TASK BRIEF — Lines holding the word "insensitively" are the ones to copy from the data below.

DATA FOR THE TASK —

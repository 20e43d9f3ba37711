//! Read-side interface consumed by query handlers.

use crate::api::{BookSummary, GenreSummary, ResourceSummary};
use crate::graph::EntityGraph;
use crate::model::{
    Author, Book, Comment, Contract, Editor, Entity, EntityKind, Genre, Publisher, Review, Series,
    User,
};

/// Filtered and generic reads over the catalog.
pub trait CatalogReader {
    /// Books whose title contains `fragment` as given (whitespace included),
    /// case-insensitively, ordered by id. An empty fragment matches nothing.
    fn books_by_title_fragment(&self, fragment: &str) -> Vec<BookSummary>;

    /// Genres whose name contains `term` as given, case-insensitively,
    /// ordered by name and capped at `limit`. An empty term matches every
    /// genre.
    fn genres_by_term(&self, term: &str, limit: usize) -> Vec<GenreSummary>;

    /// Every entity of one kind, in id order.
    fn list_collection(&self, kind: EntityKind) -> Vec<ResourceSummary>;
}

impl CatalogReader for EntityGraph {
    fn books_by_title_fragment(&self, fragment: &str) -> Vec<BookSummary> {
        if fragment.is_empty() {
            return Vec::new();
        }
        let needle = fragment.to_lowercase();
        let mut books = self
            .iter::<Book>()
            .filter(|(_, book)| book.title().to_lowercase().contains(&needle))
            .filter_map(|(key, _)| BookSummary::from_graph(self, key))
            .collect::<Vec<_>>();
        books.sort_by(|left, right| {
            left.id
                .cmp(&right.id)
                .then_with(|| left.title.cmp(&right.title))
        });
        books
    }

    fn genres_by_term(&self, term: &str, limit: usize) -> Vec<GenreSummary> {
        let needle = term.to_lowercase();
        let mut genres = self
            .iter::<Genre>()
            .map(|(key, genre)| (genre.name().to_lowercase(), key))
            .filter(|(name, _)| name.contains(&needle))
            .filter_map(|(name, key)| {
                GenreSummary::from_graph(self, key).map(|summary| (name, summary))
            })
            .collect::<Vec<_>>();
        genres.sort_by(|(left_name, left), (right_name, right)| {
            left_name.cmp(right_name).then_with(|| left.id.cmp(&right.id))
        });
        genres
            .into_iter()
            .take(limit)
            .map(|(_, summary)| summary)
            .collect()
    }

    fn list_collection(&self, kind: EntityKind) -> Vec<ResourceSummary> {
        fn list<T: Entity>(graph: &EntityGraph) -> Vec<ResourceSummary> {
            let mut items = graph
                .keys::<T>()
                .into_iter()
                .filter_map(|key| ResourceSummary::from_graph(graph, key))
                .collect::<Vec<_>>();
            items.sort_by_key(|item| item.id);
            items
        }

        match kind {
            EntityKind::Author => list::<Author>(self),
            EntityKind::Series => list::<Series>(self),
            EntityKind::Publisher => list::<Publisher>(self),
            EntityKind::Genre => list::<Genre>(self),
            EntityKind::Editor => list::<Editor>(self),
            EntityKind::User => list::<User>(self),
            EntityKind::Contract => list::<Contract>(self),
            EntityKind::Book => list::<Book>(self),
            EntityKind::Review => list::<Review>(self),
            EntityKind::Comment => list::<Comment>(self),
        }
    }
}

RESPONSE —
    /// case-insensitively, ordered by id. An empty fragment matches nothing.
    /// Genres whose name contains `term` as given, case-insensitively,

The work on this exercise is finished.